About Teens for Food Justice

TFFJ grew out of the nonprofit Students for Service, formed in 2009, to engage teen volunteers in
meaningful community service programs for the benefit of at-risk populations throughout New York City.
In 2013, the organization honed its focus to the critical issues of food justice and sustainable, healthy food access, launching the current TFFJ model. In its first five months, TFFJ raised more than $90,000 to bring teen volunteers together from across NYC to build its first school-based hydroponic farm in an under-resourced, food-insecure neighborhood in Bedford Stuyvesant, Brooklyn and run a healthy food access and a food justice advocacy movement for the community.

During its second year, TFFJ received a comprehensive pro-bono program evaluation from NYU’s
Wagner School of Public Service, which validated the program’s positive impact on both the youth and
community served, but advised shifting toward a school- and community-based model in which students
drive the program in order to maximize impact for all participants. Following these recommendations, a
second Brooklyn classroom farm was launched at The Urban Assembly Unison School in January 2016,
engaging students in a thrice-weekly afterschool program in which they began to build and manage a
food production and food justice advocacy program that is community-based, -led, and -controlled. This program continues today and has since been joined by farms on four other school campuses: DeWitt Clinton Educational Campus in the Norwood/Kingsbridge community within the Bronx, the Martin Luther King, Jr. Education Campus near Columbus Circle in Manhattan, the Brownsville Collaborative Middle School in Brownsville, Brooklyn, and the Far Rockaway Educational Campus in Far Rockway, Queens. 

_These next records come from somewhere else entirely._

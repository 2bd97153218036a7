pub(crate) mod request;
pub(crate) mod response;

pub use request::{HttpRequest, PageKind};
pub use response::HttpResponse;
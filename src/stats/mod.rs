use chrono::{DateTime, Duration, Utc};
use parking_lot::RwLock;
use serde::Serialize;
use std::collections::BTreeMap;
use std::sync::Arc;

#[derive(Debug, Clone, Serialize)]
pub struct ScrapingStats {
    pub start_time: DateTime<Utc>,
    pub end_time: Option<DateTime<Utc>>,
    pub total_requests: usize,
    pub successful_requests: usize,
    pub failed_requests: usize,
    pub bytes_downloaded: usize,
    pub status_codes: BTreeMap<u16, usize>,
    pub average_response_time: f64, // in milliseconds
    pub courses_scraped: usize,
    pub fetch_failures: usize,
    pub parse_failures: usize,
}

impl ScrapingStats {
    pub fn courses_skipped(&self) -> usize {
        self.fetch_failures + self.parse_failures
    }
}

/// Shared counters for one scrape run. Clones share the same numbers.
#[derive(Debug, Clone)]
pub struct StatsTracker {
    stats: Arc<RwLock<ScrapingStats>>,
}

impl StatsTracker {
    pub fn new() -> Self {
        Self {
            stats: Arc::new(RwLock::new(ScrapingStats {
                start_time: Utc::now(),
                end_time: None,
                total_requests: 0,
                successful_requests: 0,
                failed_requests: 0,
                bytes_downloaded: 0,
                status_codes: BTreeMap::new(),
                average_response_time: 0.0,
                courses_scraped: 0,
                fetch_failures: 0,
                parse_failures: 0,
            })),
        }
    }

    pub fn record_request(&self, status: u16, size: usize, duration: Duration) {
        let mut stats = self.stats.write();
        stats.total_requests += 1;

        if status < 400 {
            stats.successful_requests += 1;
        } else {
            stats.failed_requests += 1;
        }

        *stats.status_codes.entry(status).or_insert(0) += 1;
        stats.bytes_downloaded += size;

        let current_total = stats.average_response_time * (stats.total_requests - 1) as f64;
        let new_duration = duration.num_milliseconds() as f64;
        stats.average_response_time = (current_total + new_duration) / stats.total_requests as f64;
    }

    pub fn record_course(&self) {
        self.stats.write().courses_scraped += 1;
    }

    pub fn record_fetch_failure(&self) {
        self.stats.write().fetch_failures += 1;
    }

    pub fn record_parse_failure(&self) {
        self.stats.write().parse_failures += 1;
    }

    pub fn finish(&self) {
        self.stats.write().end_time = Some(Utc::now());
    }

    pub fn get_stats(&self) -> ScrapingStats {
        self.stats.read().clone()
    }

    pub fn print_summary(&self) {
        let stats = self.stats.read();
        let duration = stats
            .end_time
            .unwrap_or_else(Utc::now)
            .signed_duration_since(stats.start_time);
        let seconds = duration.num_milliseconds() as f64 / 1000.0;

        println!("\nScraping Statistics:");
        println!("===================");
        println!("Duration: {:.2} seconds ({:.2} minutes)", seconds, seconds / 60.0);
        println!("Courses Scraped: {}", stats.courses_scraped);
        println!(
            "Courses Skipped: {} (fetch: {}, parse: {})",
            stats.courses_skipped(),
            stats.fetch_failures,
            stats.parse_failures
        );
        println!("Total Requests: {}", stats.total_requests);
        println!("Failed Requests: {}", stats.failed_requests);
        println!(
            "Data Downloaded: {:.2} MB",
            stats.bytes_downloaded as f64 / 1_000_000.0
        );
        println!(
            "Average Response Time: {:.2}ms",
            stats.average_response_time
        );

        println!("\nStatus Codes:");
        for (code, count) in &stats.status_codes {
            println!("  {}: {}", code, count);
        }
    }
}

impl Default for StatsTracker {
    fn default() -> Self {
        Self::new()
    }
}

#[cfg(test)]
mod tests {
    use super::*;

    #[test]
    fn test_request_counters_and_average() {
        let tracker = StatsTracker::new();
        tracker.record_request(200, 100, Duration::milliseconds(10));
        tracker.record_request(404, 50, Duration::milliseconds(30));

        let stats = tracker.get_stats();
        assert_eq!(stats.total_requests, 2);
        assert_eq!(stats.successful_requests, 1);
        assert_eq!(stats.failed_requests, 1);
        assert_eq!(stats.bytes_downloaded, 150);
        assert_eq!(stats.status_codes.get(&404), Some(&1));
        assert!((stats.average_response_time - 20.0).abs() < f64::EPSILON);
    }

    #[test]
    fn test_clones_share_counters() {
        let tracker = StatsTracker::new();
        let other = tracker.clone();
        other.record_course();
        other.record_parse_failure();
        tracker.record_fetch_failure();

        let stats = tracker.get_stats();
        assert_eq!(stats.courses_scraped, 1);
        assert_eq!(stats.courses_skipped(), 2);
    }
}
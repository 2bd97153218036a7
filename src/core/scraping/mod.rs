mod pipeline;


pub use pipeline::ScrapePipeline;
mod country;
mod engine;
mod query;

pub use country::normalize_country;
pub use engine::{selected_hole_totals, tee_totals, total_yardage, SearchEngine, SearchHit};
pub use query::{parse_hole_selection, Query, QueryError, YardageRange};
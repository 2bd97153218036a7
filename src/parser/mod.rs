mod base;
mod course;
mod listing;

#[cfg(test)]
pub(crate) mod fixtures;

pub use base::{ParseError, Selectors};
pub use course::CourseParser;
pub use listing::{ListingEntry, ListingPage, ListingParser};
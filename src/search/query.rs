use std::collections::BTreeSet;
use thiserror::Error;

#[derive(Error, Debug, Clone, PartialEq, Eq)]
pub enum QueryError {
    #[error("cannot read yardage range {0:?}; try 6000-6500, >=6000, <=6500 or 6200")]
    InvalidRange(String),

    #[error("yardage range is inverted: min {min} > max {max}")]
    InvertedRange { min: u32, max: u32 },

    #[error("cannot read hole selection {0:?}; try 1-9 or 1,3,5-7")]
    InvalidHoles(String),
}

/// Inclusive yardage bounds; `None` leaves that side open.
#[derive(Debug, Clone, Copy, Default, PartialEq, Eq)]
pub struct YardageRange {
    pub min: Option<u32>,
    pub max: Option<u32>,
}

impl YardageRange {
    pub fn new(min: u32, max: u32) -> Result<Self, QueryError> {
        if min > max {
            return Err(QueryError::InvertedRange { min, max });
        }
        Ok(Self {
            min: Some(min),
            max: Some(max),
        })
    }

    pub fn is_unbounded(&self) -> bool {
        self.min.is_none() && self.max.is_none()
    }

    pub fn contains(&self, value: u32) -> bool {
        self.min.map_or(true, |min| value >= min) && self.max.map_or(true, |max| value <= max)
    }

    /// Accepts `6000-6500`, `>=6000`, `<=6500`, `6200`, `6000 6500` or
    /// nothing. Commas are ignored and reversed bounds are swapped.
    pub fn parse(text: &str) -> Result<Self, QueryError> {
        let cleaned = text.trim().replace(',', "");
        if cleaned.is_empty() {
            return Ok(Self::default());
        }
        let invalid = || QueryError::InvalidRange(text.trim().to_string());
        let number = |s: &str| s.trim().parse::<u32>().map_err(|_| invalid());

        if let Some(rest) = cleaned.strip_prefix(">=") {
            return Ok(Self {
                min: Some(number(rest)?),
                max: None,
            });
        }
        if let Some(rest) = cleaned.strip_prefix("<=") {
            return Ok(Self {
                min: None,
                max: Some(number(rest)?),
            });
        }
        if let Some((a, b)) = cleaned.split_once('-') {
            let (a, b) = (number(a)?, number(b)?);
            return Self::new(a.min(b), a.max(b));
        }

        let numbers = cleaned
            .split_whitespace()
            .map(number)
            .collect::<Result<Vec<_>, _>>()?;
        match numbers.as_slice() {
            [exact] => Self::new(*exact, *exact),
            [a, b] => Self::new(*a.min(b), *a.max(b)),
            _ => Err(invalid()),
        }
    }
}

/// Parses hole selections such as `1,3,5-9` into a sorted, deduplicated
/// list. Holes past `total_holes` are dropped; reversed ranges are swapped.
pub fn parse_hole_selection(text: &str, total_holes: Option<u32>) -> Result<Vec<u32>, QueryError> {
    let invalid = || QueryError::InvalidHoles(text.trim().to_string());
    let number = |s: &str| s.trim().parse::<u32>().map_err(|_| invalid());
    let mut holes = BTreeSet::new();

    for part in text.split(',').map(str::trim).filter(|p| !p.is_empty()) {
        let (start, end) = match part.split_once('-') {
            Some((a, b)) => {
                let (a, b) = (number(a)?, number(b)?);
                (a.min(b), a.max(b))
            }
            None => {
                let h = number(part)?;
                (h, h)
            }
        };
        let end = total_holes.map_or(end, |total| end.min(total));
        holes.extend(start.max(1)..=end);
    }

    Ok(holes.into_iter().collect())
}

/// Filter criteria collected by the shell. Every field is optional.
#[derive(Debug, Clone, Default, PartialEq, Eq)]
pub struct Query {
    pub name: Option<String>,
    pub country: Option<String>,
    pub tee: Option<String>,
    pub yardage: YardageRange,
}

impl Query {
    pub fn with_name(mut self, name: &str) -> Self {
        self.name = non_empty(name);
        self
    }

    pub fn with_country(mut self, country: &str) -> Self {
        self.country = non_empty(country);
        self
    }

    pub fn with_tee(mut self, tee: &str) -> Self {
        self.tee = non_empty(tee);
        self
    }

    pub fn with_yardage(mut self, range: YardageRange) -> Self {
        self.yardage = range;
        self
    }
}

fn non_empty(value: &str) -> Option<String> {
    let value = value.trim();
    (!value.is_empty()).then(|| value.to_string())
}
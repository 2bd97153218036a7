use super::{DiskStorage, StorageError};
use crate::model::Course;
use std::collections::BTreeSet;
use std::path::Path;

/// Read-only view of a loaded course file. Lives for one search session.
#[derive(Debug, Clone, Default)]
pub struct CourseStore {
    courses: Vec<Course>,
}

impl CourseStore {
    pub fn load<P: AsRef<Path>>(path: P) -> Result<Self, StorageError> {
        let courses = DiskStorage::new(path).load()?;
        Ok(Self { courses })
    }

    pub fn from_courses(courses: Vec<Course>) -> Self {
        Self { courses }
    }

    pub fn courses(&self) -> &[Course] {
        &self.courses
    }

    pub fn iter(&self) -> std::slice::Iter<'_, Course> {
        self.courses.iter()
    }

    pub fn len(&self) -> usize {
        self.courses.len()
    }

    pub fn is_empty(&self) -> bool {
        self.courses.is_empty()
    }

    /// Every tee name in the collection, sorted and deduplicated.
    pub fn tee_names(&self) -> Vec<String> {
        self.courses
            .iter()
            .flat_map(|c| c.holes.iter())
            .flat_map(|h| h.tees.keys().cloned())
            .collect::<BTreeSet<_>>()
            .into_iter()
            .collect()
    }
}

impl<'a> IntoIterator for &'a CourseStore {
    type Item = &'a Course;
    type IntoIter = std::slice::Iter<'a, Course>;

    fn into_iter(self) -> Self::IntoIter {
        self.iter()
    }
}
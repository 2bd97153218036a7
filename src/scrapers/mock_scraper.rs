use crate::{HttpRequest, HttpResponse, ScraperError, ScraperResult, StatsTracker};
use async_trait::async_trait;
use parking_lot::RwLock;
use std::collections::HashMap;
use std::sync::Arc;
use std::time::Duration;
use tokio::time::sleep;
use url::Url;

use super::Scraper;

#[derive(Clone)]
pub enum MockResponse {
    Page {
        status: u16,
        body: String,
        delay: Option<Duration>,
    },
    /// Simulates a transport failure (connection refused, timeout).
    Unreachable,
}

impl MockResponse {
    pub fn ok(body: impl Into<String>) -> Self {
        MockResponse::Page {
            status: 200,
            body: body.into(),
            delay: None,
        }
    }

    pub fn status(status: u16) -> Self {
        MockResponse::Page {
            status,
            body: String::new(),
            delay: None,
        }
    }

    pub fn with_delay(self, delay: Duration) -> Self {
        match self {
            MockResponse::Page { status, body, .. } => MockResponse::Page {
                status,
                body,
                delay: Some(delay),
            },
            other => other,
        }
    }
}

/// Serves canned pages keyed by URL and records the order URLs were
/// requested in. Unknown URLs answer 404.
#[derive(Clone)]
pub struct MockScraper {
    responses: Arc<HashMap<String, MockResponse>>,
    requested: Arc<RwLock<Vec<Url>>>,
    stats: StatsTracker,
}

impl MockScraper {
    pub fn new(responses: Vec<(&str, MockResponse)>) -> Self {
        Self {
            responses: Arc::new(
                responses
                    .into_iter()
                    .map(|(url, response)| (url.to_string(), response))
                    .collect(),
            ),
            requested: Arc::new(RwLock::new(Vec::new())),
            stats: StatsTracker::new(),
        }
    }

    pub fn requested(&self) -> Vec<Url> {
        self.requested.read().clone()
    }
}

#[async_trait]
impl Scraper for MockScraper {
    async fn fetch_single(&self, request: HttpRequest) -> ScraperResult<HttpResponse> {
        self.requested.write().push(request.url.clone());

        let (status, body, delay) = match self.responses.get(request.url.as_str()) {
            Some(MockResponse::Page {
                status,
                body,
                delay,
            }) => (*status, body.clone(), *delay),
            Some(MockResponse::Unreachable) => {
                return Err(ScraperError::IoError(std::io::Error::new(
                    std::io::ErrorKind::ConnectionRefused,
                    format!("unreachable: {}", request.url),
                )))
            }
            None => (404, String::new(), None),
        };

        if let Some(delay) = delay {
            sleep(delay).await;
        }

        Ok(HttpResponse {
            url: request.url,
            kind: request.kind,
            status,
            headers: HashMap::new(),
            body,
        })
    }

    fn stats(&self) -> &StatsTracker {
        &self.stats
    }

    fn set_stats(&mut self, stats: StatsTracker) {
        self.stats = stats;
    }
}
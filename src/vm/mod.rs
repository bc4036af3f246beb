//! Page and object model: the page arena, its queues, and the free list.

pub mod freelist;
pub mod object;
pub mod page;
pub mod queues;
pub mod speculative;

pub use freelist::FreeList;
pub use object::{ObjectGuard, ObjectKind, ObjectState, PagingToken, Purgeable, VmObject};
pub use page::{LaundryKind, Page, PageInfo, PageState, QueueId};
pub use queues::{PageQueues, Placement, QueueCounts};
pub use speculative::SpeculativeRing;
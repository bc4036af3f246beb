//! Laundry workers: the compressor pool, the external write-back thread and
//! the garbage-collection helper.

use std::sync::atomic::Ordering;
use std::sync::Arc;

use tracing::{debug, info, trace, warn};

use crate::primitives::hal::{IoTier, PhysPage};
use crate::types::{PageIdx, PagerHandle, ReclaimError, Result};
use crate::vm::{LaundryKind, PageState, QueueId, VmObject};

use super::reclaim::{detach, FreeBatch};
use super::stats::PageoutStats;
use super::Shared;

/// Identity of an in-flight page, captured under the queue lock.
struct InFlight {
    idx: PageIdx,
    object: Option<Arc<VmObject>>,
    offset: u64,
}

fn in_flight(shared: &Shared, idx: PageIdx) -> Option<InFlight> {
    let queues = shared.queues.lock();
    let page = queues.page(idx).ok()?;
    if page.state() != PageState::Cleaning {
        return None;
    }
    Some(InFlight {
        idx,
        object: page.upgrade_object(),
        offset: page.offset(),
    })
}

/// Frees an in-flight page whose object is gone.
fn free_orphan(shared: &Shared, idx: PageIdx, freed: &mut FreeBatch) {
    let mut queues = shared.queues.lock();
    let still_orphan = queues
        .page(idx)
        .map(|p| p.state() == PageState::Cleaning && p.upgrade_object().is_none())
        .unwrap_or(false);
    if still_orphan {
        drop(queues.release_page(idx));
        freed.push(idx);
        PageoutStats::bump(&shared.stats.freed);
    }
}

/// Drains one batch from the compression queue. Returns the number of
/// pages taken off the queue.
pub(crate) fn drain_compressor(shared: &Shared, scratch: &mut [u8]) -> usize {
    let cfg = &shared.cfg;
    let batch = {
        let mut queues = shared.queues.lock();
        let depth = queues.laundry(LaundryKind::Compressor).depth() as usize;
        if depth == 0 {
            return 0;
        }
        // Spread the backlog evenly over the pool.
        let size = (depth / cfg.compressor_threads.max(1)).clamp(1, cfg.compressor_batch.max(1));
        queues.dequeue_laundry_batch(LaundryKind::Compressor, size)
    };

    let mut freed = FreeBatch::new();
    for &idx in &batch {
        compress_one(shared, idx, scratch, &mut freed);
        if freed.len() >= cfg.free_batch_flush || shared.free.count() < cfg.free_reserved {
            shared.flush_free(&mut freed);
        }
    }
    shared.flush_free(&mut freed);

    let (released, backlog) = {
        let mut queues = shared.queues.lock();
        let released = queues.laundry_mut(LaundryKind::Compressor).release_throttle();
        (released, queues.laundry(LaundryKind::Compressor).depth() as usize)
    };
    debug!(pages = batch.len(), backlog, released, "pageout.compressor.batch");
    shared.scan_bell.ring();
    if backlog > cfg.compressor_batch {
        shared.compressor_bell.ring();
    }
    batch.len()
}

fn compress_one(shared: &Shared, idx: PageIdx, scratch: &mut [u8], freed: &mut FreeBatch) {
    let Some(flight) = in_flight(shared, idx) else {
        return;
    };
    let Some(object) = flight.object else {
        free_orphan(shared, idx, freed);
        return;
    };
    // Object lock first; the queue lock is never held while waiting for it.
    let mut guard = object.acquire();
    {
        let queues = shared.queues.lock();
        let same = queues
            .page(idx)
            .map(|p| p.state() == PageState::Cleaning && p.object_id() == Some(object.id()))
            .unwrap_or(false);
        if !same {
            trace!(page = %idx, "pageout.compressor.raced");
            return;
        }
    }

    let phys = PhysPage {
        page: idx,
        object: object.id(),
        offset: flight.offset,
    };
    let result = shared.compressor.compress(phys, scratch);

    let mut queues = shared.queues.lock();
    match result {
        Ok(compressed) => {
            detach(&mut guard, flight.offset, flight.idx);
            drop(queues.release_page(idx));
            freed.push(idx);
            PageoutStats::bump(&shared.stats.compressed);
            PageoutStats::bump(&shared.stats.freed);
            trace!(page = %idx, delta = compressed.byte_delta, "pageout.compressor.page");
        }
        Err(err) => {
            PageoutStats::bump(&shared.stats.compress_failed);
            let free_when_done = queues.page(idx).map(|p| p.free_when_done).unwrap_or(false);
            if free_when_done {
                detach(&mut guard, flight.offset, flight.idx);
                drop(queues.release_page(idx));
                freed.push(idx);
                PageoutStats::bump(&shared.stats.freed);
            } else {
                drop(queues.finish_cleaning(idx, LaundryKind::Compressor, QueueId::Active));
                PageoutStats::bump(&shared.stats.reactivated);
            }
            warn!(page = %idx, error = %err, "pageout.compressor.failed");
        }
    }
}

/// Body of one compressor thread; owns its scratch buffer.
pub(crate) fn compressor_thread(shared: Arc<Shared>, id: usize) {
    let mut scratch = vec![0u8; shared.cfg.page_size];
    debug!(id, "pageout.compressor.thread_start");
    while !shared.shutdown.load(Ordering::Acquire) {
        if drain_compressor(&shared, &mut scratch) == 0 {
            shared.compressor_bell.wait_timeout(shared.cfg.worker_idle());
        }
    }
    debug!(id, "pageout.compressor.thread_exit");
}

/// Takes one page off the write-back queue and hands it to its pager.
/// Returns false when the queue was empty.
pub(crate) fn drain_external_once(shared: &Shared) -> bool {
    let idx = {
        let mut queues = shared.queues.lock();
        let Some(idx) = queues.dequeue_laundry_batch(LaundryKind::External, 1).pop() else {
            return false;
        };
        if queues.laundry_mut(LaundryKind::External).release_throttle() {
            shared.scan_bell.ring();
        }
        idx
    };
    let mut freed = FreeBatch::new();
    write_back_one(shared, idx, &mut freed);
    shared.flush_free(&mut freed);
    true
}

fn write_back_one(shared: &Shared, idx: PageIdx, freed: &mut FreeBatch) {
    let Some(flight) = in_flight(shared, idx) else {
        return;
    };
    let Some(object) = flight.object else {
        free_orphan(shared, idx, freed);
        return;
    };
    let mut guard = object.acquire();
    let pager: PagerHandle = {
        let mut queues = shared.queues.lock();
        let Ok(page) = queues.page(idx) else {
            return;
        };
        if page.state() != PageState::Cleaning || page.object_id() != Some(object.id()) {
            trace!(page = %idx, "pageout.external.raced");
            return;
        }
        let free_when_done = page.free_when_done;
        let (pager, alive) = (guard.pager, guard.alive);
        match pager {
            Some(pager) if alive => pager,
            _ => {
                // The pager went away while the page sat in the queue.
                if free_when_done || !alive {
                    detach(&mut guard, flight.offset, idx);
                    drop(queues.release_page(idx));
                    freed.push(idx);
                    PageoutStats::bump(&shared.stats.freed);
                } else {
                    drop(queues.finish_cleaning(idx, LaundryKind::External, QueueId::Active));
                    PageoutStats::bump(&shared.stats.reactivated);
                }
                debug!(page = %idx, "pageout.external.pager_gone");
                return;
            }
        }
    };
    drop(guard);

    let tier = if shared.free.count() >= shared.cfg.free_target {
        IoTier::Background
    } else {
        IoTier::Foreground
    };
    let previous = std::mem::replace(&mut *shared.io_tier.lock(), tier);
    if previous != tier {
        info!(?previous, ?tier, "pageout.external.io_tier");
    }
    PageoutStats::bump(&shared.stats.write_backs);
    shared.pager.write_back(pager, flight.offset, idx, tier);
}

/// Body of the external write-back thread.
pub(crate) fn external_thread(shared: Arc<Shared>) {
    debug!("pageout.external.thread_start");
    while !shared.shutdown.load(Ordering::Acquire) {
        if !drain_external_once(&shared) {
            shared.external_bell.wait_timeout(shared.cfg.worker_idle());
        }
    }
    debug!("pageout.external.thread_exit");
}

/// Completes a write-back issued by the external worker.
pub(crate) fn complete_write_back(shared: &Shared, idx: PageIdx, ok: bool) -> Result<()> {
    let flight = {
        let queues = shared.queues.lock();
        let page = queues.page(idx)?;
        if page.state() != PageState::Cleaning || page.is_internal() {
            return Err(ReclaimError::Invalid("page has no write-back in flight"));
        }
        InFlight {
            idx,
            object: page.upgrade_object(),
            offset: page.offset(),
        }
    };
    let mut freed = FreeBatch::new();
    match flight.object {
        None => free_orphan(shared, idx, &mut freed),
        Some(object) => {
            let mut guard = object.acquire();
            let mut queues = shared.queues.lock();
            let page = queues.page_mut(idx)?;
            if page.state() != PageState::Cleaning || page.object_id() != Some(object.id()) {
                return Err(ReclaimError::Invalid("page changed while write-back was in flight"));
            }
            if ok {
                page.dirty = false;
                if page.free_when_done {
                    detach(&mut guard, flight.offset, idx);
                    drop(queues.release_page(idx));
                    freed.push(idx);
                    PageoutStats::bump(&shared.stats.freed);
                } else {
                    shared.pmap.clear_reference_modify(idx);
                    drop(queues.finish_cleaning(idx, LaundryKind::External, QueueId::Cleaned));
                }
            } else {
                drop(queues.finish_cleaning(idx, LaundryKind::External, QueueId::Active));
                PageoutStats::bump(&shared.stats.write_back_errors);
                PageoutStats::bump(&shared.stats.reactivated);
                warn!(page = %idx, "pageout.external.write_back_failed");
            }
        }
    }
    shared.flush_free(&mut freed);
    shared.scan_bell.ring();
    Ok(())
}

/// Runs every live GC hook once; returns the pages they reported.
pub(crate) fn run_gc_hooks(shared: &Shared) -> u64 {
    let hooks: Vec<_> = {
        let mut hooks = shared.gc_hooks.lock();
        hooks.retain(|hook| hook.strong_count() > 0);
        hooks.iter().filter_map(|hook| hook.upgrade()).collect()
    };
    let level = shared.pressure.level();
    let pages: u64 = hooks.iter().map(|hook| hook.collect(level)).sum();
    PageoutStats::add(&shared.stats.gc_pages, pages);
    if pages > 0 {
        info!(pages, hooks = hooks.len(), ?level, "pageout.gc.collected");
    }
    pages
}

/// Body of the garbage-collection helper.
pub(crate) fn gc_thread(shared: Arc<Shared>) {
    while !shared.shutdown.load(Ordering::Acquire) {
        if shared.gc_bell.wait_timeout(shared.cfg.worker_idle()) {
            run_gc_hooks(&shared);
        }
    }
}

/// Body of the pressure-notifier thread; also closes statistics intervals.
pub(crate) fn pressure_thread(shared: Arc<Shared>) {
    let mut last_roll = std::time::Instant::now();
    while !shared.shutdown.load(Ordering::Acquire) {
        shared.publish_pressure();
        if shared.free.count() < shared.cfg.free_target {
            shared.scan_bell.ring();
        }
        if last_roll.elapsed() >= shared.cfg.stats_interval() {
            last_roll = std::time::Instant::now();
            shared.roll_stats(last_roll);
        }
        std::thread::sleep(shared.cfg.pressure_poll());
    }
}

TFFJ currently engages more than 1,800 students directly in our programming and grows thousands of pounds of fresh, healthy produce annually that feeds more than 7,000 students daily in each school’s cafeteria and is distributed within each school’s surrounding community. Through this process, the program provides immediate and measurable impacts on the nutrition and health of the students and their neighborhoods.